Elasticsearch needs to improve its distributed systems to handle scale, performance, and resilience, specifically focusing on how nodes communicate, data is indexed, allocated, and replicated across nodes, and how the cluster coordination system maintains high performance and system safety as nodes and data move.
Requirements
- A strong background in distributed systems and consensus algorithms.
- You have strong skills in core Java and are conversant in the standard library of data structures and concurrency constructs, as well as newer language features.
- You have a deep technical proficiency in algorithms.
- You have shown your ability to understand and work on complex, highly distributed systems.
- You demonstrate the ability to build and debug features with a broad impact, running on multiple machines.
- Data stores
- Asynchronous event-driven network frameworks such as Netty
Responsibilities
- Improving Elasticsearch’s components that support concurrent and consistent indexing across multiple machines.
- Maintaining our cluster coordination system to keep performance high even though nodes come and go from the cluster and data moves around, while maintaining the safety and liveness properties of the system as a whole.

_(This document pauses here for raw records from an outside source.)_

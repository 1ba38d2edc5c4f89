//! Inclusive range validator

use chrono::{DateTime, SecondsFormat, Utc};
use serde_json::Value;

use crate::foundation::{ValidationError, number_value};

/// A bound usable with [`minmax`].
///
/// `to_param` renders the bound the way it appears in error params.
pub trait Operand: PartialOrd + Copy {
    /// Renders this bound as a JSON operand.
    fn to_param(&self) -> Value;
}

macro_rules! int_operand {
    ($($ty:ty),+) => {
        $(
            impl Operand for $ty {
                fn to_param(&self) -> Value {
                    Value::from(*self)
                }
            }
        )+
    };
}

int_operand!(i32, i64, u32, u64, usize);

impl Operand for f64 {
    fn to_param(&self) -> Value {
        number_value(*self)
    }
}

impl Operand for f32 {
    fn to_param(&self) -> Value {
        number_value(f64::from(*self))
    }
}

impl Operand for DateTime<Utc> {
    fn to_param(&self) -> Value {
        Value::String(self.to_rfc3339_opts(SecondsFormat::Millis, true))
    }
}

crate::validator! {
    /// Validates that a value lies within `[min, max]`, both ends included.
    ///
    /// NaN is never in range.
    ///
    /// # Examples
    ///
    /// ```
    /// use formcast::validators::minmax;
    /// use formcast::foundation::Validate;
    ///
    /// let validator = minmax(0.0, 120.0);
    /// assert!(validator.validate(&120.0).is_ok());
    /// assert!(validator.validate(&150.0).is_err());
    /// ```
    #[derive(Copy, PartialEq)]
    pub MinMax<T: Operand> { min: T, max: T } for T;
    rule(self, input) { *input >= self.min && *input <= self.max }
    error(self, input) {
        ValidationError::out_of_range(self.min.to_param(), self.max.to_param())
    }
    fn minmax(min: T, max: T);
}
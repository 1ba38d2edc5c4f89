//! Parses a submitted user form and prints the result or every error.
//!
//! Run with `RUST_LOG=formcast=debug` to see the parse trace.

use chrono::{DateTime, Duration, Utc};
use formcast::prelude::*;
use tracing_subscriber::EnvFilter;

fn in_the_past() -> impl Validate<Input = DateTime<Utc>> + Send + Sync + 'static {
    validator_fn(|at: &DateTime<Utc>| {
        if *at > Utc::now() {
            Err(ValidationError::new("expected_past_timestamp")
                .with_message("expected a timestamp in the past"))
        } else {
            Ok(())
        }
    })
}

fn user_schema() -> Result<Schema, SchemaError> {
    let role = Schema::builder()
        .field("id", string())
        .field("name", string())
        .build()?;

    Schema::builder()
        .field("username", string())
        .field("age", number())
        .field("email", string().check(email()))
        .field("ids", array(string()))
        .field("created_at", timestamp().check(in_the_past()))
        .field("admin", bool().fallback(false))
        .field("deleted", timestamp().optional())
        .field("this_is_nullable", string().nullable())
        .field("is_remote", bool().optional())
        .field(
            "have_you_heard_about_our_extended_warranty",
            checkbox().check(literal(false)).to_number(),
        )
        .field("role", nested(&role))
        .build()
}

fn main() -> Result<(), Box<dyn std::error::Error>> {
    tracing_subscriber::fmt()
        .with_env_filter(EnvFilter::from_default_env())
        .init();

    let schema = user_schema()?;

    let mut form = FormData::new();
    form.append("username", "jeppech");
    form.append("age", "35");
    form.append("email", "der@die.das");
    form.append("ids[]", "1");
    form.append("ids[]", "number");
    form.append("created_at", (Utc::now() - Duration::minutes(5)).to_rfc3339());
    form.append("deleted", Utc::now().to_rfc3339());
    form.append("have_you_heard_about_our_extended_warranty", "false");
    form.append("role", r#"{"id": "admin", "name": "Administrator"}"#);

    match schema.parse_formdata(&form) {
        Ok(user) => println!("{}", serde_json::to_string_pretty(&user)?),
        Err(errors) => {
            for error in &errors {
                println!("{} {}", error.path(), error.message);
            }
        }
    }

    Ok(())
}
//! Combinators for composing valuers
//!
//! Modifiers wrap a valuer and return a new one with altered behaviour. Most
//! are also reachable as methods through
//! [`ValuerExt`](crate::foundation::ValuerExt).
//!
//! # Absence
//!
//! - [`Optional`] - absent becomes `None`
//! - [`Nullable`] - absent becomes [`OrNull::Null`]
//! - [`Fallback`] - absent becomes a default value
//!
//! # Structure
//!
//! - [`Array`] - coerce every element of a sequence
//! - [`Nested`] - parse an embedded schema
//! - [`Construct`], [`ConstructWith`] - build a caller type
//!
//! # Conversion and reporting
//!
//! - [`ToNumber`] - numeric cast of the coerced value
//! - [`Checked`] - attach validators (the composition operator)
//! - [`WithMessage`] - override error messages and kinds
//!
//! # Examples
//!
//! ```rust
//! use formcast::prelude::*;
//! use serde_json::json;
//!
//! let ids = array(number().check(minmax(1.0, 9999.0))).optional();
//! assert_eq!(
//!     ids.coerce_field(Some(&json!(["1", 2])), "ids").unwrap(),
//!     Some(vec![1.0, 2.0])
//! );
//! ```

pub mod array;
pub mod cast;
pub mod check;
pub mod construct;
pub mod message;
pub mod nested;
pub mod optional;

pub use array::{Array, array};
pub use cast::{NumberCast, ToNumber, to_number};
pub use check::Checked;
pub use construct::{Construct, ConstructWith, construct, construct_with};
pub use message::{WithMessage, with_code, with_message};
pub use nested::{Nested, nested};
pub use optional::{Fallback, Nullable, Optional, OrNull, fallback, nullable, optional};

- Pushing the limits on the number of shards, nodes, and petabytes that Elasticsearch can handle today
- Looking into all kinds of issues, including performance or concurrency issues, and proposing solutions.
- Supporting our support engineers with the harder problems.
Other
- You are able to own projects from beginning to end. This covers both technical design and working with others to develop needed components.
- You have experience managing projects involving multiple engineers.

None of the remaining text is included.